Task ▸ Whenever the word "PipelineRunner" appears in a line of the listing, copy that line.

Exercise inputs ▸
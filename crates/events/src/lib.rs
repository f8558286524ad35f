//! Job state and live event fan-out.
//!
//! - [`JobRecord`] — mutable state of one pipeline run plus its ordered
//!   event backlog.
//! - [`JobRegistry`] — process-wide table of records, created once at
//!   startup and shared via `Arc`.
//! - [`EventBus`] — per-job publish/subscribe on top of the registry.
//!   Appending to a backlog and fanning out to observers happen under the
//!   same lock, so a replay snapshot followed by a live subscription never
//!   skips or repeats an event.

pub mod bus;
pub mod record;
pub mod registry;

pub use bus::{Attachment, EventBus, JobPublisher, ObserverHandle, Subscription};
pub use record::{JobRecord, JobSnapshot, Rejection};
pub use registry::JobRegistry;
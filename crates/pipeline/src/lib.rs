//! The slidecast pipeline: a fixed sequence of stages that turns a paper
//! into a slide deck and, in video modes, a narrated slideshow.
//!
//! - [`runner::PipelineRunner`] drives one job and is its only publisher.
//! - [`collaborators`] defines the traits each stage delegates to.
//! - [`fallback::ProviderChain`] tries interchangeable providers in order.
//! - [`builtin`] ships the collaborators the server wires up by default.

pub mod builtin;
pub mod collaborators;
pub mod config;
pub mod error;
pub mod fallback;
pub mod runner;
pub mod stage;

pub use config::PipelineConfig;
pub use error::StageError;
pub use runner::{Collaborators, PipelineRunner};
pub use stage::Stage;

Written answer ▸
//! - [`runner::PipelineRunner`] drives one job and is its only publisher.
pub use runner::{Collaborators, PipelineRunner};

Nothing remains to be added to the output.